Ist man sich über mögliche Motive im Klaren, kann man sich an die Wahl einer Kamera machen. Hier gibt es eine große Palette an Möglichkeiten. Die meisten werden sich heute für eine digitale Kamera entscheiden, analoge Fotografie, das bedeutet, dass man Kameras verwendet, die noch einen Film haben, ist immer mehr am aussterben, da solche Kameras gar nicht mehr hergestellt werden. Die zweite Entscheidung, die man in diesem Bereich treffen muss, ist, ob man eine Kompaktkamera oder eine Spiegelreflexkamera haben möchte. Kompaktkameras sind, wie der Name es bereits sagt, kleiner und kompakter als Spiegelreflexkameras. Dadurch können sich jederzeit mitgenommen werden und eignen sich gut für schnelle Schnappschüsse und spontane Situationen. Die Bildqualität von den heute gängigen Modellen ist durchweg sehr gut, auch wenn sie natürlich hinter den Aufnahmen einer Spiegelreflexkamera zurückbleiben. Diese bieten eine sehr gut Bildqualität und haben häufig viele unterschiedliche Einstellmöglichkeiten, so dass man sein Bild stark selbst beeinflussen kann. Das ist für Experten oft gut und interessant, für den Laien und Neueinsteiger kann das aber oft überfordernd sein und zu einer schnellen Frustration führen. Ein weiteres Problem mit Spiegelreflexkameras ist auch, dass sie im Vergleich schwer und unhandlich sind. Hier kommt man dann wieder auf die erste Frage zurück: Was will man fotografieren? Aus den genannten Gründen eignen sich für Familienaufnahmen Kompaktkameras meistens besser. Geplante Aufnahmen sind durch die bessere Bildqualität meistens schöner, wenn sie mit einer Spiegelreflex fotografiert werden.
Für den Anfänger bietet sich aber eine einfachere Kamera an, vor allem auch, weil aktuelle Spiegelreflexkameras meistens recht teuer sind. Hier kann es auch helfen das Vorgängermodell zu kaufen, da diese meistens deutlich günstiger zu erstehen sind, aber technisch noch vollkommen ausreichen. Ausschlaggebend ist auch nicht die Kamera allein; jeder Fotograf muss seinen eigenen Stil und seine eigene Bildsprache finden.

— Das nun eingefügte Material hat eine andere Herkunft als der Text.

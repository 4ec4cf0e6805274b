//! OpenAI embedding provider implementation

use async_trait::async_trait;
use serde::Deserialize;

use crate::domain::embedding::EmbeddingProvider;
use crate::domain::DomainError;
use crate::infrastructure::http::HttpClientTrait;

const DEFAULT_OPENAI_BASE_URL: &str = "https://api.openai.com";
const DEFAULT_MODEL: &str = "text-embedding-3-small";

/// Known OpenAI embedding models and their dimensions
const EMBEDDING_MODELS: &[(&str, usize)] = &[
    ("text-embedding-3-small", 1536),
    ("text-embedding-3-large", 3072),
    ("text-embedding-ada-002", 1536),
];

/// OpenAI embedding provider
#[derive(Debug)]
pub struct OpenAiEmbeddingProvider<C: HttpClientTrait> {
    client: C,
    auth_header: String,
    base_url: String,
    model: String,
}

impl<C: HttpClientTrait> OpenAiEmbeddingProvider<C> {
    /// Create a new OpenAI embedding provider with the default model
    pub fn new(client: C, api_key: impl Into<String>) -> Self {
        Self::with_base_url(client, api_key, DEFAULT_OPENAI_BASE_URL)
    }

    /// Create a new provider with a custom base URL
    pub fn with_base_url(
        client: C,
        api_key: impl Into<String>,
        base_url: impl Into<String>,
    ) -> Self {
        let auth_header = format!("Bearer {}", api_key.into());
        let base_url = base_url.into().trim_end_matches('/').to_string();

        Self {
            client,
            auth_header,
            base_url,
            model: DEFAULT_MODEL.to_string(),
        }
    }

    pub fn with_model(mut self, model: impl Into<String>) -> Self {
        self.model = model.into();
        self
    }

    fn embeddings_url(&self) -> String {
        format!("{}/v1/embeddings", self.base_url)
    }

    fn headers(&self) -> Vec<(&str, &str)> {
        vec![
            ("Authorization", self.auth_header.as_str()),
            ("Content-Type", "application/json"),
        ]
    }

    fn parse_response(&self, json: serde_json::Value) -> Result<Vec<f32>, DomainError> {
        let response: OpenAiEmbeddingResponse = serde_json::from_value(json).map_err(|e| {
            DomainError::provider(
                "openai",
                format!("Failed to parse embedding response: {}", e),
            )
        })?;

        response
            .data
            .into_iter()
            .next()
            .map(|d| d.embedding)
            .ok_or_else(|| DomainError::provider("openai", "No embedding returned"))
    }
}

#[async_trait]
impl<C: HttpClientTrait> EmbeddingProvider for OpenAiEmbeddingProvider<C> {
    async fn embed(&self, text: &str) -> Result<Vec<f32>, DomainError> {
        let body = serde_json::json!({
            "model": self.model,
            "input": text,
        });

        let response = self
            .client
            .post_json(&self.embeddings_url(), self.headers(), &body)
            .await?;

        self.parse_response(response)
    }

    fn provider_name(&self) -> &'static str {
        "openai"
    }

    fn dimensions(&self) -> usize {
        EMBEDDING_MODELS
            .iter()
            .find(|(name, _)| *name == self.model)
            .map(|(_, dims)| *dims)
            .unwrap_or(1536)
    }
}

#[derive(Debug, Deserialize)]
struct OpenAiEmbeddingResponse {
    data: Vec<OpenAiEmbeddingData>,
}

#[derive(Debug, Deserialize)]
struct OpenAiEmbeddingData {
    embedding: Vec<f32>,
}
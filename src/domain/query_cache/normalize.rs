//! Query normalization and hashing

use sha2::{Digest, Sha256};

/// Normalize a raw query: lowercase, collapse whitespace runs, trim
pub fn normalize_query(raw: &str) -> String {
    raw.split_whitespace()
        .collect::<Vec<_>>()
        .join(" ")
        .to_lowercase()
}

/// SHA-256 hex digest of a normalized query
///
/// Callers must pass already-normalized text; the hash is the exact-match
/// key for durable entries.
pub fn query_hash(normalized: &str) -> String {
    let mut hasher = Sha256::new();
    hasher.update(normalized.as_bytes());
    hex::encode(hasher.finalize())
}

#[cfg(test)]
mod tests {
    use super::*;

    #[test]
    fn test_normalize_lowercases() {
        assert_eq!(normalize_query("Precio De AMURA?"), "precio de amura?");
    }

    #[test]
    fn test_normalize_collapses_whitespace() {
        assert_eq!(
            normalize_query("  precio   de\tamura \n"),
            "precio de amura"
        );
    }

    #[test]
    fn test_case_and_whitespace_variants_hash_equal() {
        let a = query_hash(&normalize_query("Precio de Amura?"));
        let b = query_hash(&normalize_query("  precio   DE amura?  "));

        assert_eq!(a, b);
    }

    #[test]
    fn test_distinct_queries_hash_differently() {
        let a = query_hash(&normalize_query("precio de amura"));
        let b = query_hash(&normalize_query("precio de aria"));

        assert_ne!(a, b);
    }

    #[test]
    fn test_hash_is_hex_sha256() {
        let hash = query_hash("precio de amura?");

        assert_eq!(hash.len(), 64);
        assert!(hash.chars().all(|c| c.is_ascii_hexdigit()));
    }
}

Um so etwas zu erlernen gibt es zum Beispiel zahlreiche Fotokurse, die meisten Volkshochschulen bieten regelmäßig Veranstaltungen an. Hier lernt man, wie man besonders geschickt Bildausschnitte wählt und auch den technischen Hintergrund der Kameras, so dass es einfacher wird die Materie zu verstehen. Auch Bücher und Zeitschriften gibt es in großen Mengen. Viele sind sehr theoretisch, aber einige sind auch mit sehr praktischen Beispielen ausgestattet. Hier muss sich jeder selbst umgucken, um zu probieren, welche „Lehrmethode“ einem am Besten liegt. Das Einzige, was allerdings wirklich hilft und zu Erfolg führt, ist die Übung. Wer Fotos machen möchte, muss eine Weile üben, um herauszufinden, wie er das Gewünschte gut umsetzen kann. Man muss erst lernen einen gewissen Blick für die eigenen Fotos zu bekommen. Was dann allerdings ein gutes Foto genau ausmacht, das liegt wieder bei jedem Selbst. Das ist auch einer der Gründe, der das Hobby Fotografieren so spannend und vielfältig macht.